Из штаба четвертой танковой армии, где, согласно документам, служил этот офицер, сообщение пришло быстрее обычного. Майор Дитрих фон Шромм два дня назад, а именно – пятого июля, пропал без вести, выехав по поручению командования. Подозревают, что штабной автомобиль марки «хорьх» попал под авиабомбу, что случается в прифронтовой зоне довольно часто.

Начальник харьковского гестапо за неполных семнадцать часов с начала операции вычислил диверсантов и, как отметил про себя Брюгген, похоже, совсем забыл, кто натолкнул его на такую идею и чье распоряжение он ревностно и старательно выполнял.

– Отлично, Хойке, – сказал Кнут, решив милостиво подарить гауптштурмфюреру эту маленькую победу. – Запросите еще раз штаб четвертой армии. Нужно получить хотя бы приблизительное описание этого самого пропавшего майора. Уточните также подробнее, куда выехал фон Шромм, попытайтесь выяснить, где именно он пропал.

– Это имеет какое-то значение, господин штурмбаннфюрер?
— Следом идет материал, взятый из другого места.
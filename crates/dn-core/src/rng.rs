//! Deterministic simulation RNG.
//!
//! A fixed seed always produces the same stream, which is what makes
//! generated order sequences replayable: the same seed plus the same tick
//! sequence yields byte-identical runs.

use rand::rngs::SmallRng;
use rand::{Rng, SeedableRng};

/// Seeded RNG for simulation-level randomness (order generation).
///
/// Used only in single-threaded contexts; the simulation itself is
/// strictly sequential.
pub struct SimRng(SmallRng);

impl SimRng {
    pub fn new(seed: u64) -> Self {
        SimRng(SmallRng::seed_from_u64(seed))
    }

    /// Expose the inner `SmallRng` for use with `rand` distribution types.
    #[inline]
    pub fn inner(&mut self) -> &mut SmallRng {
        &mut self.0
    }

    /// Generate a value uniformly in `range`.
    #[inline]
    pub fn gen_range<T, R>(&mut self, range: R) -> T
    where
        T: rand::distributions::uniform::SampleUniform,
        R: rand::distributions::uniform::SampleRange<T>,
    {
        self.0.gen_range(range)
    }

    /// `true` with probability `p` (clamped to [0, 1]).
    #[inline]
    pub fn gen_bool(&mut self, p: f64) -> bool {
        self.0.gen_bool(p.clamp(0.0, 1.0))
    }

    /// Choose a random element from a slice.
    /// Returns `None` if the slice is empty.
    #[inline]
    pub fn choose<'a, T>(&mut self, slice: &'a [T]) -> Option<&'a T> {
        use rand::seq::SliceRandom;
        slice.choose(&mut self.0)
    }
}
– Не слишком большое, Хойке, если говорить откровенно, – сейчас Кнут признавался не собеседнику, а себе, а вот о том, что это нужно для того, дабы максимально загрузить местное гестапо работой и держать гончих в тонусе, решил промолчать. – Я почему-то уверен, что именно документами фон Шромма воспользовались русские диверсанты. Меня волнует другое – почему их всего двое?